Standard VAE: VAE employs a single standard Normal prior for all classes, lacks explicit class separation in latent space.
Conditional VAE (cVAE): cVAE conditions both encoder and decoder on class labels but still uses a unimodal latent prior, resulting in possible mode collapse and entanglement.
Unsupervised GMVAE: Unsupervised variants lack label-driven partitioning and rely on EM or nonparametric techniques for component assignment; L-GMVAE’s label-driven clusters yield better disentanglement and mutual information (Zheng et al., 2018).

A common misconception is that label conditioning only aids downstream classification; in practice, it enables generation of more diverse and realistic samples, interpretable traversals corresponding to semantic or physical variation, and is essential for robust out-of-distribution recognition (Cao et al., 2020, Zheng et al., 2018).

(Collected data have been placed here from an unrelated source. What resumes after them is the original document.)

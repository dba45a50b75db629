use std::panic::{catch_unwind, AssertUnwindSafe};
use std::sync::atomic::{AtomicBool, AtomicUsize, Ordering};
use std::sync::Arc;

use rayon::prelude::*;
use rayon::ThreadPoolBuilder;
use rustc_hash::FxHashMap;
use serde::{Deserialize, Serialize};
use tracing::{debug, error, info, warn};

use crate::algorithm::coincidence::CoincidenceClusterer;
use crate::algorithm::particle::extractor_for;
use crate::algorithm::threshold::{error_fallback, ThresholdEstimator};
use crate::data::config::{ElementConfig, EngineConfig, ParameterSet};
use crate::data::results::{Convergence, ElementDetection, SampleDetection};
use crate::data::signal::{validate_signal, Channel, Sample};
use crate::detection::state::{ChangeKind, DetectionState};
use crate::error::{DetectionError, Result};

/// Reported once per finished sample of a batch run.
#[derive(Clone, Debug, PartialEq, Eq, Serialize, Deserialize)]
pub struct DetectionProgress {
    pub completed: usize,
    pub total: usize,
    pub sample: String,
    pub succeeded: bool,
}

/// What an incremental run touched.
#[derive(Clone, Debug, Default, PartialEq, Eq, Serialize, Deserialize)]
pub struct IncrementalSummary {
    /// samples with at least one element detected again
    pub samples_updated: usize,
    pub elements_detected: usize,
    pub elements_excluded: usize,
    /// the stop flag ended the run before every sample was visited
    pub cancelled: bool,
}

/// Runs threshold estimation, particle extraction and coincidence clustering
/// over samples, either as a parallel batch or incrementally.
#[derive(Clone, Debug, Default)]
pub struct DetectionScheduler {
    config: EngineConfig,
    stop: Arc<AtomicBool>,
}

impl DetectionScheduler {
    pub fn new(config: EngineConfig) -> Self {
        DetectionScheduler { config, stop: Arc::new(AtomicBool::new(false)) }
    }

    pub fn config(&self) -> &EngineConfig {
        &self.config
    }

    /// shared stop flag, checked before each sample is started
    pub fn stop_flag(&self) -> Arc<AtomicBool> {
        Arc::clone(&self.stop)
    }

    pub fn request_stop(&self) {
        self.stop.store(true, Ordering::SeqCst);
    }

    pub fn reset_stop(&self) {
        self.stop.store(false, Ordering::SeqCst);
    }

    pub fn is_stopped(&self) -> bool {
        self.stop.load(Ordering::SeqCst)
    }

    pub fn clusterer(&self) -> CoincidenceClusterer {
        CoincidenceClusterer::new(self.config.min_overlap_fraction, self.config.cluster_valid_only)
    }

    fn try_detect_element(
        &self,
        estimator: &mut ThresholdEstimator,
        time: &[f64],
        channel: &Channel,
        config: &ElementConfig,
    ) -> Result<ElementDetection> {
        validate_signal(&channel.label, time, &channel.signal)?;

        let threshold = estimator.estimate(&channel.signal, &config.threshold_params());
        // an empty or all-zero trace has nothing to extract against
        if threshold.convergence == Convergence::Degenerate {
            return Ok(ElementDetection {
                label: channel.label.clone(),
                threshold,
                particles: Vec::new(),
            });
        }

        let extractor = extractor_for(channel.signal.len(), self.config.scalar_scan_cutoff);
        let particles = extractor.extract(
            time,
            &channel.signal,
            threshold.background,
            threshold.threshold,
            &config.extraction_params(),
        );

        Ok(ElementDetection { label: channel.label.clone(), threshold, particles })
    }

    /// detects one element of one sample
    ///
    /// Excluded elements get the excluded result. A failing or panicking
    /// element gets the `mean + 3 * sqrt(mean)` fallback threshold and no
    /// particles, the other elements of the sample are unaffected.
    pub fn detect_element(
        &self,
        estimator: &mut ThresholdEstimator,
        time: &[f64],
        channel: &Channel,
        config: &ElementConfig,
    ) -> ElementDetection {
        if !config.include {
            return ElementDetection::excluded(channel.label.as_str());
        }

        isolate_element(channel, config, || {
            self.try_detect_element(estimator, time, channel, config)
        })
    }

    /// detects every element of `sample` in channel order, then clusters them
    #[tracing::instrument(skip_all, fields(sample = %sample.name))]
    pub fn detect_sample(&self, sample: &Sample, params: &ParameterSet) -> SampleDetection {
        let mut estimator = ThresholdEstimator::new(self.config.threshold_cache_capacity);
        let mut detection = SampleDetection::new(sample.name.as_str());

        for channel in &sample.channels {
            let config = params.config_for(&sample.name, &channel.label);
            detection.upsert(self.detect_element(&mut estimator, &sample.time, channel, config));
        }
        detection.multi_element = self.clusterer().cluster_sample(&detection);

        debug!(
            particles = detection.particle_count(),
            valid = detection.valid_particle_count(),
            multi_element = detection.multi_element.len(),
            "sample detected"
        );
        detection
    }

    fn detect_sample_isolated(
        &self,
        sample: &Sample,
        params: &ParameterSet,
    ) -> Result<SampleDetection> {
        if self.is_stopped() {
            return Err(DetectionError::Cancelled { sample: sample.name.clone() });
        }
        catch_unwind(AssertUnwindSafe(|| self.detect_sample(sample, params))).map_err(|_| {
            error!(sample = %sample.name, "worker panicked during detection");
            DetectionError::WorkerPanicked { sample: sample.name.clone() }
        })
    }

    /// detects all samples in parallel
    ///
    /// Arguments:
    ///
    /// * `samples` - samples to process
    /// * `params` - element settings per sample
    /// * `progress` - called from the worker threads after every finished sample
    ///
    /// Returns:
    ///
    /// * `Result<Vec<(String, Result<SampleDetection>)>>` - one entry per sample in input
    ///   order; `Err` only if the worker pool could not be built
    ///
    /// # Examples
    ///
    /// ```
    /// use spcore::data::config::{DetectionMethod, ElementConfig, EngineConfig, ParameterSet};
    /// use spcore::data::signal::Sample;
    /// use spcore::detection::scheduler::DetectionScheduler;
    ///
    /// let time: Vec<f64> = (0..100).map(|i| i as f64 * 1e-3).collect();
    /// let mut signal = vec![1.0; 100];
    /// signal[50] = 80.0;
    /// let samples = vec![Sample::new("s1", time).with_channel("Ag107", signal)];
    ///
    /// let scheduler = DetectionScheduler::new(EngineConfig::default());
    /// let params = ParameterSet::new(ElementConfig::with_method(DetectionMethod::Currie));
    /// let results = scheduler.detect_all(&samples, &params, None).unwrap();
    /// let detection = results[0].1.as_ref().unwrap();
    /// assert_eq!(detection.get("Ag107").unwrap().particles.len(), 1);
    /// ```
    pub fn detect_all(
        &self,
        samples: &[Sample],
        params: &ParameterSet,
        progress: Option<&(dyn Fn(&DetectionProgress) + Sync)>,
    ) -> Result<Vec<(String, Result<SampleDetection>)>> {
        let num_threads = self.config.worker_threads();
        let pool = ThreadPoolBuilder::new()
            .num_threads(num_threads)
            .build()
            .map_err(|e| DetectionError::ThreadPool(e.to_string()))?;

        let total = samples.len();
        let completed = AtomicUsize::new(0);

        let results: Vec<(String, Result<SampleDetection>)> = pool.install(|| {
            samples
                .par_iter()
                .map(|sample| {
                    let outcome = self.detect_sample_isolated(sample, params);
                    let done = completed.fetch_add(1, Ordering::Relaxed) + 1;
                    if let Some(report) = progress {
                        report(&DetectionProgress {
                            completed: done,
                            total,
                            sample: sample.name.clone(),
                            succeeded: outcome.is_ok(),
                        });
                    }
                    (sample.name.clone(), outcome)
                })
                .collect()
        });

        let failed = results.iter().filter(|(_, r)| r.is_err()).count();
        info!(samples = total, failed, num_threads, "batch detection finished");
        Ok(results)
    }

    /// re-detects only what changed since the last run
    ///
    /// Elements are selected by `state`, elements missing from `store` are
    /// detected as well. Results are merged into `store` by label and every
    /// touched sample is clustered again. Runs on the calling thread.
    pub fn detect_incremental(
        &self,
        samples: &[Sample],
        params: &ParameterSet,
        state: &mut DetectionState,
        store: &mut FxHashMap<String, SampleDetection>,
    ) -> IncrementalSummary {
        let mut estimator = ThresholdEstimator::new(self.config.threshold_cache_capacity);
        let mut summary = IncrementalSummary::default();

        for sample in samples {
            if self.is_stopped() {
                summary.cancelled = true;
                break;
            }

            let mut pending = state.changed_elements(&sample.name, sample.labels(), params);
            let stored = store.get(&sample.name);
            for label in sample.labels() {
                let missing = stored.map_or(true, |s| s.get(label).is_none());
                if missing && !pending.iter().any(|(l, _)| l == label) {
                    pending.push((label.to_string(), ChangeKind::Changed));
                }
            }
            if pending.is_empty() {
                continue;
            }

            let detection = store
                .entry(sample.name.clone())
                .or_insert_with(|| SampleDetection::new(sample.name.as_str()));

            for (label, kind) in &pending {
                let Some(channel) = sample.channel(label) else { continue };
                let config = params.config_for(&sample.name, label);
                let element = self.detect_element(&mut estimator, &sample.time, channel, config);
                if element.threshold.is_excluded() {
                    summary.elements_excluded += 1;
                } else {
                    summary.elements_detected += 1;
                }
                debug!(sample = %sample.name, label = %label, ?kind, "element detected again");
                detection.upsert(element);
            }
            detection.multi_element = self.clusterer().cluster_sample(detection);
            summary.samples_updated += 1;
        }

        info!(
            samples_updated = summary.samples_updated,
            elements_detected = summary.elements_detected,
            elements_excluded = summary.elements_excluded,
            cancelled = summary.cancelled,
            "incremental detection finished"
        );
        summary
    }
}

// runs one element's detection, turning an error or a panic into the fallback result
fn isolate_element<F>(channel: &Channel, config: &ElementConfig, run: F) -> ElementDetection
where
    F: FnOnce() -> Result<ElementDetection>,
{
    match catch_unwind(AssertUnwindSafe(run)) {
        Ok(Ok(detection)) => return detection,
        Ok(Err(e)) => warn!(
            label = %channel.label,
            error = %e,
            "element detection failed, using fallback threshold"
        ),
        Err(_) => error!(
            label = %channel.label,
            "element detection panicked, using fallback threshold"
        ),
    }

    ElementDetection {
        label: channel.label.clone(),
        threshold: error_fallback(&channel.signal, &config.threshold_params()),
        particles: Vec::new(),
    }
}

7. Evaluation Metrics and Empirical Outcomes

Empirical assessment is multi-faceted, covering validity, proximity (L1 distance), plausibility (LOF), diversity, robustness to both input/model perturbations, and computational efficiency (Jiang et al., 6 Oct 2025).

For counterfactual explanation: L-GMVAE+LAPACE yields ≤3% utility gap in synthetic-to-real transfer on continuous datasets, with robust CEs under model/input changes.
For open-set recognition: Conditioning the GMVAE prior by label and employing subclusters per class results in compact class embeddings and high F1.
For physical modeling: The latent manifold captures physically meaningful transitions, with high spectral smoothness scores correlating to global smoothness in physical observables (Fan et al., 31 Jan 2025).

These findings substantiate the L-GMVAE architecture as a unified, efficient framework for high-dimensional, supervised generative modeling and manifold exploration, with demonstrated superiority across multiple domains and evaluation criteria.